(2020-09-28) Guinn The Projection Racket Pt2

Rusty Guinn: The Projection Racket, Pt. 2. (see (2020-09-15) Guinn The Projection Racket Part1)

Our political machinery expends a great deal of energy to tell you that your vote IS your right to political expression. That your vote IS your right to political self-determination. That your vote IS your political will.

there certainly isn’t anything wrong with demanding our right to vote, celebrating when it is recognized and protesting loudly when it is denied or suppressed. Still, whether they are promoted by official party apparatchiks or their counterparts in business, media and entertainment, the mass of these exhortations inevitably fuel one of the oldest Projection Rackets in the game. In this racket, partisan campaigning in a turnout-driven election is clothed in the finery of high-minded belief in suffrage and self-expression.

Or, to put it in our parlance, “Yay, voting!”

Your vote IS NOT your right to political self-determination.

Our right to political self-determination is nothing less than the inherent right to establish what authorities we will grant to those who would govern us, and what actions we will permit them to take in our name. It speaks to a scope of sovereignty that a periodic expression of our personal preferences in a representative democracy cannot possibly contain.

But there is a lot of daylight between “my vote isn’t always a perfect expression of my political will” and “what’s the point in voting

That daylight is filled by a range of abstractions. In this context, that’s a $10 word for things which reduce the extent to which your vote has the ability to faithfully represent and advance your political will. For most of American history, those abstractions have been largely reasonable compromises.

Today, however, those compromises are no longer reasonable

The Projection Rackets will say that the solution to this, like everything else, is to vote.

I say that we should first consider together the pre-existing, long-standing features of our electoral and political systems which create abstractions between your political will and your vote: the (1) two-party system made inevitable by our first-past-the-post (“FPTP”) electoral system, and the (2) winner-take-all (“WTA”) structure embedded in our existing social contract.

I say that we should then consider the emerging catalysts which are transforming those theoretically acceptable compromises into unavoidably oppressive systems which will persistently diminish your right to political self-determination: the (1) steadily increasing federalization (unitary state) of government policy, the (2) dilution of representation and (3) the Widening Gyre.

I say we that we should then burn them the $#@! down. All of them. First-past-the-post elections. Winner-take-all elections. The Electoral College. The structural inevitability of two-party hegemony and the fuel for America’s everything-polarization.

I say we do it not through destruction or dismantling of our most cherished and important institutions, but through the reinvigoration of our commitment to them

First, I’ll suggest the WHY; then, I’ll propose the HOW.

First Past the Post and The Two-Party System

Your vote has never been a pure or complete expression of your political will. And that’s OK.

The most basic layer of abstraction between your political will and your vote is also the most obvious, namely, that our system of government is a representative democracy.

The reasons provided in defense of this system historically largely boil down to the same two, and they’re both pretty good ones: tyranny of the majority and unmanageable scale and scope. Founders who disagreed on practically everything else were convinced of the dangers and impracticality of a fully democratic form of government.

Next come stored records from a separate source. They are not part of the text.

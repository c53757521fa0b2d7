//! Combining per-provider rates into one averaged map.

use std::collections::BTreeMap;
use tracing::{debug, warn};
use xrates_common::{Currency, ProviderResult, RateMap};

/// Average every currency reported by any non-absent provider.
///
/// Currencies outside the requested symbols are kept. A currency reported
/// by a single provider is passed through unchanged. Absent providers
/// contribute nothing; if all are absent the result is empty.
pub fn combine_rates(results: &[ProviderResult]) -> RateMap {
    let mut combined: BTreeMap<Currency, Vec<f64>> = BTreeMap::new();

    for result in results {
        let Some(rates) = &result.rates else {
            debug!(provider = %result.provider, "No rates from provider");
            continue;
        };

        for (currency, rate) in rates {
            if !rate.is_finite() {
                warn!(
                    provider = %result.provider,
                    currency = %currency,
                    rate,
                    "Skipping non-finite rate"
                );
                continue;
            }
            // Providers may report keys in any case.
            combined
                .entry(Currency::new(currency))
                .or_default()
                .push(*rate);
        }
    }

    combined
        .into_iter()
        .filter_map(|(currency, values)| {
            let average = mean(&values)?;
            debug!(
                currency = %currency,
                average,
                sources = values.len(),
                "Calculated average"
            );
            Some((currency, average))
        })
        .collect()
}

/// Arithmetic mean, `None` for an empty slice.
pub fn mean(values: &[f64]) -> Option<f64> {
    if values.is_empty() {
        return None;
    }
    Some(values.iter().sum::<f64>() / values.len() as f64)
}
//! Rate provider trait and registry.

use async_trait::async_trait;
use std::sync::Arc;
use xrates_common::{Currency, RateMap, Result};

/// Trait for external FX rate sources.
///
/// Implementations report failures as errors; the aggregator treats every
/// error as "no data from this provider this round".
#[async_trait]
pub trait RateProvider: Send + Sync {
    /// Get the provider name.
    fn name(&self) -> &str;

    /// Fetch rates of `symbols` against `base`.
    async fn fetch_rates(&self, base: &Currency, symbols: &[Currency]) -> Result<RateMap>;
}

/// The set of providers the aggregator fans out to.
#[derive(Clone, Default)]
pub struct ProviderRegistry {
    providers: Vec<Arc<dyn RateProvider>>,
}

impl ProviderRegistry {
    /// Create an empty registry.
    pub fn new() -> Self {
        Self::default()
    }

    /// Add a provider.
    pub fn register(&mut self, provider: Arc<dyn RateProvider>) {
        self.providers.push(provider);
    }

    /// Builder-style [`register`](Self::register).
    pub fn with(mut self, provider: Arc<dyn RateProvider>) -> Self {
        self.register(provider);
        self
    }

    /// Iterate over registered providers.
    pub fn iter(&self) -> impl Iterator<Item = &Arc<dyn RateProvider>> {
        self.providers.iter()
    }

    /// Names of registered providers, in registration order.
    pub fn names(&self) -> Vec<String> {
        self.providers.iter().map(|p| p.name().to_string()).collect()
    }

    pub fn len(&self) -> usize {
        self.providers.len()
    }

    pub fn is_empty(&self) -> bool {
        self.providers.is_empty()
    }
}

impl FromIterator<Arc<dyn RateProvider>> for ProviderRegistry {
    fn from_iter<I: IntoIterator<Item = Arc<dyn RateProvider>>>(iter: I) -> Self {
        Self {
            providers: iter.into_iter().collect(),
        }
    }
}

/// What a [`MockRateProvider`] does when asked.
#[cfg(any(test, feature = "test-utils"))]
#[derive(Debug, Clone)]
pub enum MockBehavior {
    /// Answer with the configured rates.
    Rates(RateMap),
    /// Answer with an empty map.
    Empty,
    /// Fail with `ProviderUnavailable`.
    Fail,
}

/// Mock rate provider for testing.
#[cfg(any(test, feature = "test-utils"))]
pub struct MockRateProvider {
    name: String,
    behavior: parking_lot::RwLock<MockBehavior>,
    delay: Option<std::time::Duration>,
    calls: std::sync::atomic::AtomicUsize,
    received: parking_lot::Mutex<Vec<(Currency, Vec<Currency>)>>,
}

#[cfg(any(test, feature = "test-utils"))]
impl MockRateProvider {
    /// Create a new mock provider that answers with an empty map.
    pub fn new(name: impl Into<String>) -> Self {
        Self {
            name: name.into(),
            behavior: parking_lot::RwLock::new(MockBehavior::Empty),
            delay: None,
            calls: std::sync::atomic::AtomicUsize::new(0),
            received: parking_lot::Mutex::new(Vec::new()),
        }
    }

    /// Create a mock answering with the given `(code, rate)` pairs.
    pub fn with_rates(name: impl Into<String>, rates: &[(&str, f64)]) -> Self {
        let provider = Self::new(name);
        provider.set_rates(rates);
        provider
    }

    /// Create a mock that always fails.
    pub fn failing(name: impl Into<String>) -> Self {
        let provider = Self::new(name);
        provider.set_behavior(MockBehavior::Fail);
        provider
    }

    /// Delay every answer by `delay`.
    pub fn with_delay(mut self, delay: std::time::Duration) -> Self {
        self.delay = Some(delay);
        self
    }

    /// Replace the configured rates.
    pub fn set_rates(&self, rates: &[(&str, f64)]) {
        let map = rates
            .iter()
            .map(|(code, rate)| (Currency::new(code), *rate))
            .collect();
        self.set_behavior(MockBehavior::Rates(map));
    }

    /// Replace the behavior.
    pub fn set_behavior(&self, behavior: MockBehavior) {
        *self.behavior.write() = behavior;
    }

    /// Number of times `fetch_rates` was called.
    pub fn calls(&self) -> usize {
        self.calls.load(std::sync::atomic::Ordering::SeqCst)
    }

    /// Arguments of every call, in order.
    pub fn received(&self) -> Vec<(Currency, Vec<Currency>)> {
        self.received.lock().clone()
    }
}

#[cfg(any(test, feature = "test-utils"))]
#[async_trait]
impl RateProvider for MockRateProvider {
    fn name(&self) -> &str {
        &self.name
    }

    async fn fetch_rates(&self, base: &Currency, symbols: &[Currency]) -> Result<RateMap> {
        self.calls.fetch_add(1, std::sync::atomic::Ordering::SeqCst);
        self.received.lock().push((base.clone(), symbols.to_vec()));

        if let Some(delay) = self.delay {
            tokio::time::sleep(delay).await;
        }

        let behavior = self.behavior.read().clone();
        match behavior {
            MockBehavior::Rates(rates) => Ok(rates),
            MockBehavior::Empty => Ok(RateMap::new()),
            MockBehavior::Fail => Err(xrates_common::XratesError::ProviderUnavailable {
                provider: self.name.clone(),
                reason: "mock failure".to_string(),
            }),
        }
    }
}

Much of the electoral system through which this representative democracy takes shape is not the direct product of our constitution; instead, it is the product of laws passed by the US Congress.

Beyond the natural abstraction native to a representative democracy, our first-past-the-post system introduces two additional abstractions.

the most important thing, the thing that would tell me most about how your vote would influence the powers granted to government and the actions permitted in your name? Your zip code.

if you vote for a candidate and your candidate loses, your vote expresses nothing in terms of the post-election reality.

Our narratives and language cause us to frame elections discretely as something to be unequivocally ‘won’ or ‘lost’ by a single candidate, not because that is an inherent feature of democratic elections, but because it is an inherent feature of our electoral system. The district as the “unit” of an election to be won by a single candidate on a discrete basis is a construction, in no way a necessary condition of democracy. Still, in the United States, that racket has been successful enough that everybody knows everybody knows that this is “just how elections work.”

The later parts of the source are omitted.